-- Dataset entries --
═══

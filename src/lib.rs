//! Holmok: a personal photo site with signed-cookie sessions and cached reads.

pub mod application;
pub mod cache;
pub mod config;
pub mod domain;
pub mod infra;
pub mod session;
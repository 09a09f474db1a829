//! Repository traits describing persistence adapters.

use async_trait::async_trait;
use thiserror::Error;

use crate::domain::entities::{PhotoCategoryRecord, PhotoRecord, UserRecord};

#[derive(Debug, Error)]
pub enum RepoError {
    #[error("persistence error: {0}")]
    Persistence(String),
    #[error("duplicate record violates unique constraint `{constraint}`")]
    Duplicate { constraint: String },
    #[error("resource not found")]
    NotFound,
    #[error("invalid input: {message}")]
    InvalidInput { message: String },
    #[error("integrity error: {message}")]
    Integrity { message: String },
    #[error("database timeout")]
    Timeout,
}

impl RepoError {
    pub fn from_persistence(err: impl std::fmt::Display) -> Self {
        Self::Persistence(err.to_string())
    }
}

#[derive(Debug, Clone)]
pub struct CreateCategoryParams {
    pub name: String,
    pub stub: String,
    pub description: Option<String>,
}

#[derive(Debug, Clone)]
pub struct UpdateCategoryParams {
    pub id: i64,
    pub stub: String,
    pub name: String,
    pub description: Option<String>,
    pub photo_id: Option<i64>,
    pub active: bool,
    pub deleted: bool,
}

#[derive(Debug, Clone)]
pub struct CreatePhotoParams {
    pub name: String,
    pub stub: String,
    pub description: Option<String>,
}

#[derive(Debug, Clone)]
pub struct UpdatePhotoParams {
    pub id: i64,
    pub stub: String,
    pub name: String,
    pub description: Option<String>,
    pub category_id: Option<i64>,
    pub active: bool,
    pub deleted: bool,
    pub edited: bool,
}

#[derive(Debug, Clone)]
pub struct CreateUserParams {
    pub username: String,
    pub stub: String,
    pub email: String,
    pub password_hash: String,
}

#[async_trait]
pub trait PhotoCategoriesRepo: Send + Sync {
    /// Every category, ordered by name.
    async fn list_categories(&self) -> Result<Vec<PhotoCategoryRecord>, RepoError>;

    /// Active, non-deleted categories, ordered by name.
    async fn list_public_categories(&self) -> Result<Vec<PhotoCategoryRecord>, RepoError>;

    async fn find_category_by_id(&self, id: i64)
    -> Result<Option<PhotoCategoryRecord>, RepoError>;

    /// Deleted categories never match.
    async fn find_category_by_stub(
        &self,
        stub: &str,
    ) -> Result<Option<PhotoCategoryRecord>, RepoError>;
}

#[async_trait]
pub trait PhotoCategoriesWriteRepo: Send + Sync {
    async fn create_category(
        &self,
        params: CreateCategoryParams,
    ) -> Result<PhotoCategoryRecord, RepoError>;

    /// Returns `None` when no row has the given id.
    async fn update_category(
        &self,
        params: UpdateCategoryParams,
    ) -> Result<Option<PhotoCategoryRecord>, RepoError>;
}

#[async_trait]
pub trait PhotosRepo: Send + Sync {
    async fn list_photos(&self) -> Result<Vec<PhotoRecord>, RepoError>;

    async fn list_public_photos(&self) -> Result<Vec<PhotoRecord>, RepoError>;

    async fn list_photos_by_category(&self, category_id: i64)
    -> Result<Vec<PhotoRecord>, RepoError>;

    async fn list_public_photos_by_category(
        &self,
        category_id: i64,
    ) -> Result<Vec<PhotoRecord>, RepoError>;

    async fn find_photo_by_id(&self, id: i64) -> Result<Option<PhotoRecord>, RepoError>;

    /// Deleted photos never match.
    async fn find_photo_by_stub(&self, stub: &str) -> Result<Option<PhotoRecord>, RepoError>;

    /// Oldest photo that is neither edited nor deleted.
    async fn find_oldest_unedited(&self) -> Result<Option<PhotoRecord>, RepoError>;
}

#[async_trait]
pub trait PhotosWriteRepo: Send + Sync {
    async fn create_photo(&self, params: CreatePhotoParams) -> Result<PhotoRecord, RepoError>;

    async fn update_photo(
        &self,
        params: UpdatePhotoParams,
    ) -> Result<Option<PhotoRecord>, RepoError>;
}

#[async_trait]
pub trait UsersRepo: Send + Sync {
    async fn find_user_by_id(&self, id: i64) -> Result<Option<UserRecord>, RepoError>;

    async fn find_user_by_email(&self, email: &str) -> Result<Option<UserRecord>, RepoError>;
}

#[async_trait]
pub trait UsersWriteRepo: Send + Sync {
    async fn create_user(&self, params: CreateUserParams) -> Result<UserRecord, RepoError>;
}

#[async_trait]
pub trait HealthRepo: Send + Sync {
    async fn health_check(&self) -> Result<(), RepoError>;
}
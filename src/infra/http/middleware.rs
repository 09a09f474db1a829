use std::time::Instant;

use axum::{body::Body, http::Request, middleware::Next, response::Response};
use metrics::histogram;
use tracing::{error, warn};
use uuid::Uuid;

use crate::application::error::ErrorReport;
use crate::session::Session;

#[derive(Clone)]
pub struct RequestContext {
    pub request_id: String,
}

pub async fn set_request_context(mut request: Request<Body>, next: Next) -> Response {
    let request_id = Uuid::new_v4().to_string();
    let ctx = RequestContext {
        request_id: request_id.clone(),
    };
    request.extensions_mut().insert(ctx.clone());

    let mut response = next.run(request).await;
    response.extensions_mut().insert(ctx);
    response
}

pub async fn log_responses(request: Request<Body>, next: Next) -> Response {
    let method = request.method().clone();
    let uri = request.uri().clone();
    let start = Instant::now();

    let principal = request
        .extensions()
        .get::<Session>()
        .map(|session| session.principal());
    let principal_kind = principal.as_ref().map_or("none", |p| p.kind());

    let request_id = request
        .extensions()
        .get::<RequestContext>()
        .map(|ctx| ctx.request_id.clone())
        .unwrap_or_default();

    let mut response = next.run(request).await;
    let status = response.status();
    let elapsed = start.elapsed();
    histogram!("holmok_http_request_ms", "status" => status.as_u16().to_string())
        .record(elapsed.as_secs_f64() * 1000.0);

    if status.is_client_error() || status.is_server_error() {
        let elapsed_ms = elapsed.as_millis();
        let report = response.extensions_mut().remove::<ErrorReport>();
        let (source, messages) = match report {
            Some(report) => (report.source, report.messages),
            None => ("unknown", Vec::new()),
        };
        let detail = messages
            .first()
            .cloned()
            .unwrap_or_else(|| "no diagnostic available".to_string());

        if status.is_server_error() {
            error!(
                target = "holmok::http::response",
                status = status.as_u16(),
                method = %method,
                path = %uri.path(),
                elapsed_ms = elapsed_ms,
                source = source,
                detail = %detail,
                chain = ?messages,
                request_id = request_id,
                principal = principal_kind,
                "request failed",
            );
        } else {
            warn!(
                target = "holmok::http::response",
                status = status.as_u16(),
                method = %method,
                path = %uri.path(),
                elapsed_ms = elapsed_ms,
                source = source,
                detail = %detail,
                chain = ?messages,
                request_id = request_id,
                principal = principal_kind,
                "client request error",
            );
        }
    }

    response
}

═══

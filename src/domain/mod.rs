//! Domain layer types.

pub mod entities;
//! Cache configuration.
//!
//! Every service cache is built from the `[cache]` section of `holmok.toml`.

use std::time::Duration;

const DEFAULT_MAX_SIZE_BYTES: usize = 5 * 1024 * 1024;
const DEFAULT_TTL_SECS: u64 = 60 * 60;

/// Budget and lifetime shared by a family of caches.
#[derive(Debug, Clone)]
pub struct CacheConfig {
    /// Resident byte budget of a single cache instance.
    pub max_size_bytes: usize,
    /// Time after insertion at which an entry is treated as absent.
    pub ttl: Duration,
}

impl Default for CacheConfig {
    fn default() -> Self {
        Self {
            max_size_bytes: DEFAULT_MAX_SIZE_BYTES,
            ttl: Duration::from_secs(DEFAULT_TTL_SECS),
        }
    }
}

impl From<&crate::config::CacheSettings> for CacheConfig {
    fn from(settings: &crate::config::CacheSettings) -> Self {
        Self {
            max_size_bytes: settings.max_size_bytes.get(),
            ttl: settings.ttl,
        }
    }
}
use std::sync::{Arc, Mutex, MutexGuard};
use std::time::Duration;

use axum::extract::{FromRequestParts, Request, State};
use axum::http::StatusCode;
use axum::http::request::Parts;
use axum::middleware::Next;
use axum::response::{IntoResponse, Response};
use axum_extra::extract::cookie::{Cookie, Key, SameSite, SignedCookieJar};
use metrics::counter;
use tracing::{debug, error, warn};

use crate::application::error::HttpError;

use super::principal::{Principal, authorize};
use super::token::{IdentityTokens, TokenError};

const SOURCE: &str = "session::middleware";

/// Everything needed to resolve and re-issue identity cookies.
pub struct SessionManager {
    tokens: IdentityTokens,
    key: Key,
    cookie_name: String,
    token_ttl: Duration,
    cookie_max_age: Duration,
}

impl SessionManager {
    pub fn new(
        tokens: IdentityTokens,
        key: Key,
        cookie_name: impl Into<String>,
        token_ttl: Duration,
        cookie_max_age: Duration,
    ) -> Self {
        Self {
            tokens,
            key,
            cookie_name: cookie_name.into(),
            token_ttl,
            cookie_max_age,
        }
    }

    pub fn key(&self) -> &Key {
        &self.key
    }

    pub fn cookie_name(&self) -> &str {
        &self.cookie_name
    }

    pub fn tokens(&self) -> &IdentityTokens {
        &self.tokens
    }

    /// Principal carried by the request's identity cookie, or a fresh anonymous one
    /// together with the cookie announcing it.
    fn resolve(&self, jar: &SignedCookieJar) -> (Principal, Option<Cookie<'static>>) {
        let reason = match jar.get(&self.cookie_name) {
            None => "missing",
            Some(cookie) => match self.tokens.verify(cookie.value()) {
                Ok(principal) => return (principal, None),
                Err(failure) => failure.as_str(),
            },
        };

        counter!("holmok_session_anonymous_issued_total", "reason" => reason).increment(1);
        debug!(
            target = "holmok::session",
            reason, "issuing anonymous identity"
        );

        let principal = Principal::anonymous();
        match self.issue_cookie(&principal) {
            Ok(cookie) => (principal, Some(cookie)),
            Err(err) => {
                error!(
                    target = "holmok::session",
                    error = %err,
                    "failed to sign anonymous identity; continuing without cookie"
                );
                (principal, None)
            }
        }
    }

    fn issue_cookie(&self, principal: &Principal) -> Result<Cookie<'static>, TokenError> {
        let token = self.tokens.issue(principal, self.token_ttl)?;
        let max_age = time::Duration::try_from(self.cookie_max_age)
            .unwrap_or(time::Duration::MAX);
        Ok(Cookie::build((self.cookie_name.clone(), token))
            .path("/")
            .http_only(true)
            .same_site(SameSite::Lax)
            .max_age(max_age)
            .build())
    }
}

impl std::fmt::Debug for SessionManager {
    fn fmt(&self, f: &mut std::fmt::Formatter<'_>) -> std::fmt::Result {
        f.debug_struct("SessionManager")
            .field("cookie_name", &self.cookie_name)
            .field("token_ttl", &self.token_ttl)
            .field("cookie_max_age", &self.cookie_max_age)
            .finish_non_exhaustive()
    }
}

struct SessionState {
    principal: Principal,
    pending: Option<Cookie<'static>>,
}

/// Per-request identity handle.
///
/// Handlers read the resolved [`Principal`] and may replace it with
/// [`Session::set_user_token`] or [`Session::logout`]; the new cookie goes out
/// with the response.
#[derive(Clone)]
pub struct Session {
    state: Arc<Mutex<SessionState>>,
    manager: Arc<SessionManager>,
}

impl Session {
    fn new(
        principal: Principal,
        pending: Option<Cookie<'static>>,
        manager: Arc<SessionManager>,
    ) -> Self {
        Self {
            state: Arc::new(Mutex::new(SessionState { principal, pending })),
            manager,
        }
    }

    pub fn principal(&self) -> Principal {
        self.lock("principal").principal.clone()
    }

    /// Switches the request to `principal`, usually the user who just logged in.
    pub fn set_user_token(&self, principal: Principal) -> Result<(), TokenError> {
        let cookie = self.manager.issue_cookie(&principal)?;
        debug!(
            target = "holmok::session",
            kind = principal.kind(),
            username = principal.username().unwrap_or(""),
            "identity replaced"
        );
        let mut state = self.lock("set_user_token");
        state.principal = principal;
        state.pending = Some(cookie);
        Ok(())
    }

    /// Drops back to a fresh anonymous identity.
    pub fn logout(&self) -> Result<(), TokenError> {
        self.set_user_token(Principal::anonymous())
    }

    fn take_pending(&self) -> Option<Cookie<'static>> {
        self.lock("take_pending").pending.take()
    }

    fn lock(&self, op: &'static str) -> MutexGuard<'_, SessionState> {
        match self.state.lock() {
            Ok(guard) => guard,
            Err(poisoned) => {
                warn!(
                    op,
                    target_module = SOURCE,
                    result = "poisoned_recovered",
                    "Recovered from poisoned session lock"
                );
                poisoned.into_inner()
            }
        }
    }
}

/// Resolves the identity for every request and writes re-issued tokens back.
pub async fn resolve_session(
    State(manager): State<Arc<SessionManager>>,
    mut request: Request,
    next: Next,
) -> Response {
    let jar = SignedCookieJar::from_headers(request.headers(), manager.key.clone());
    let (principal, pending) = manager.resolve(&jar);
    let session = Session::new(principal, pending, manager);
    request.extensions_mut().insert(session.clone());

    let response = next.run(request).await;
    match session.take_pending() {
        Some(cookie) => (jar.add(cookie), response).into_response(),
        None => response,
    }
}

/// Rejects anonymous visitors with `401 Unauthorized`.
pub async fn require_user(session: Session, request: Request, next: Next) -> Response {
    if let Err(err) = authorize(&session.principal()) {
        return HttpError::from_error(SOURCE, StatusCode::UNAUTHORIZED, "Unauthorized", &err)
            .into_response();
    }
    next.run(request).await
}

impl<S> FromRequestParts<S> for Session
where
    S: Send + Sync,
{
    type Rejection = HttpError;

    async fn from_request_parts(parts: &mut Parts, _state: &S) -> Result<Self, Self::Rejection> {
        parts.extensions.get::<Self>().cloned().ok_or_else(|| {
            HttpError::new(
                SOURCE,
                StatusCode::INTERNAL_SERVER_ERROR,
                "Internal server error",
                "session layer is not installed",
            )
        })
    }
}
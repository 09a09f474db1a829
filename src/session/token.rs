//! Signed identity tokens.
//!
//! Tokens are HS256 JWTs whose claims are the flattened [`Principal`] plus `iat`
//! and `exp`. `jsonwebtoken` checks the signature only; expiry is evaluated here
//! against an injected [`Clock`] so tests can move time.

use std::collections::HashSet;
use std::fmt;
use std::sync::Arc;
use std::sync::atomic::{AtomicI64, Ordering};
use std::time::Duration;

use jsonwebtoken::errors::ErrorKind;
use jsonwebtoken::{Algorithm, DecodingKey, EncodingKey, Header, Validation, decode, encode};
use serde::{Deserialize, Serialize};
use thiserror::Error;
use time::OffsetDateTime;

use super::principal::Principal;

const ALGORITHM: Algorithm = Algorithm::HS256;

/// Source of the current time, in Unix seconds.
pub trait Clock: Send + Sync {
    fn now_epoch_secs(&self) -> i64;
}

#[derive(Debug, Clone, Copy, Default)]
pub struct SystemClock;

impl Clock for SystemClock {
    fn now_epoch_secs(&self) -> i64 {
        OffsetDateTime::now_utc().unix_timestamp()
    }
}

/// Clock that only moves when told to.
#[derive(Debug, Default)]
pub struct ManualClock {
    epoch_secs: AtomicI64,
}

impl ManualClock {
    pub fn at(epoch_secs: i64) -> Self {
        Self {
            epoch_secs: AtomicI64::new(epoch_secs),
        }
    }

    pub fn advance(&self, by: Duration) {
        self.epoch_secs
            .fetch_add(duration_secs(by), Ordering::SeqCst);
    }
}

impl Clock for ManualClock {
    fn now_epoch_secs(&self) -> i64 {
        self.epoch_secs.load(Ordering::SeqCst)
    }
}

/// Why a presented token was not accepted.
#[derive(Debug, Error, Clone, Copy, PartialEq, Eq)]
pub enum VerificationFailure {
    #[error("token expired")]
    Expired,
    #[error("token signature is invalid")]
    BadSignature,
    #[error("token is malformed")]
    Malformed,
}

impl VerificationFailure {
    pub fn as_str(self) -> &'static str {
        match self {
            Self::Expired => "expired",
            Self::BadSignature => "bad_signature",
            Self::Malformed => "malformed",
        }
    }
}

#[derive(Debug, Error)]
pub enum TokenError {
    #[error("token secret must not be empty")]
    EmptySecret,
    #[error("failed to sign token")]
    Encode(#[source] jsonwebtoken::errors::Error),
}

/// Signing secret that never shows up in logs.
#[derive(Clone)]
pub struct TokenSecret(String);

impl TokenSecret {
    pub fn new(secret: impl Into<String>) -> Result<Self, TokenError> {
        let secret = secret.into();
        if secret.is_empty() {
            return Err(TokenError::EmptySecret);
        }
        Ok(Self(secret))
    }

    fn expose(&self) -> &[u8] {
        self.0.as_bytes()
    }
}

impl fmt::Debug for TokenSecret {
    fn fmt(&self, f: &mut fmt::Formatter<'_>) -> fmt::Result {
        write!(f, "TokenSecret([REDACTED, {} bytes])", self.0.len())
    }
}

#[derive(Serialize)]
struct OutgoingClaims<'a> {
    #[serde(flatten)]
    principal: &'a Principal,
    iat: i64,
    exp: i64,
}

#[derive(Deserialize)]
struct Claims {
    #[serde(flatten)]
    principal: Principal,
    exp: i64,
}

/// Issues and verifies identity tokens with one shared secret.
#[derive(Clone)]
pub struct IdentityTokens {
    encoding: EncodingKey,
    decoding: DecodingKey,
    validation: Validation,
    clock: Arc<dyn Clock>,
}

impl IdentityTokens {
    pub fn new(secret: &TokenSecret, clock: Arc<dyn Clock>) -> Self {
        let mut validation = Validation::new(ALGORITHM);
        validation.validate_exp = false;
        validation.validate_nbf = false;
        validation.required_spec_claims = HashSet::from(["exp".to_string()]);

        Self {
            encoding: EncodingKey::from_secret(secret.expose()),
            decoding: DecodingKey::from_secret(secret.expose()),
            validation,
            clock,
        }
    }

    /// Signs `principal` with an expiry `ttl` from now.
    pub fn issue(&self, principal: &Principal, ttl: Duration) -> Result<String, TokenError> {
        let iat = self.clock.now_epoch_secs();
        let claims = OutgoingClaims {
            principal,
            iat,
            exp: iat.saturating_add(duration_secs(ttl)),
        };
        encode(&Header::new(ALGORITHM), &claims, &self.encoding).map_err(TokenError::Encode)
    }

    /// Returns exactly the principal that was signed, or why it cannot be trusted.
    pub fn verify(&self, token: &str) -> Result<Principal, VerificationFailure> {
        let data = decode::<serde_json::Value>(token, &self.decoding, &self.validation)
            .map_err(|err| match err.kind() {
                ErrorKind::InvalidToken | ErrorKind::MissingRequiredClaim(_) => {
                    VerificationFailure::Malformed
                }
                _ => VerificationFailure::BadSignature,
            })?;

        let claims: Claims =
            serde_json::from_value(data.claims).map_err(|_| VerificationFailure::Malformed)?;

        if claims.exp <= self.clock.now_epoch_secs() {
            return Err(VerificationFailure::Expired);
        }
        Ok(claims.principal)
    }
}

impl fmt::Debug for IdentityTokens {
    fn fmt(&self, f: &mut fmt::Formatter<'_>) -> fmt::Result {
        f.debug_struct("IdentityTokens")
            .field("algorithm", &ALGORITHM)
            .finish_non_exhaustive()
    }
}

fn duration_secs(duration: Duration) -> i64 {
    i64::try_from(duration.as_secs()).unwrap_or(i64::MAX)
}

═══

-- TASK STATEMENT --
Search the records for the string "RequestContext" and return every line in which it occurs.

-- WRITTEN RESPONSE --
pub struct RequestContext {
    let ctx = RequestContext {
        .get::<RequestContext>()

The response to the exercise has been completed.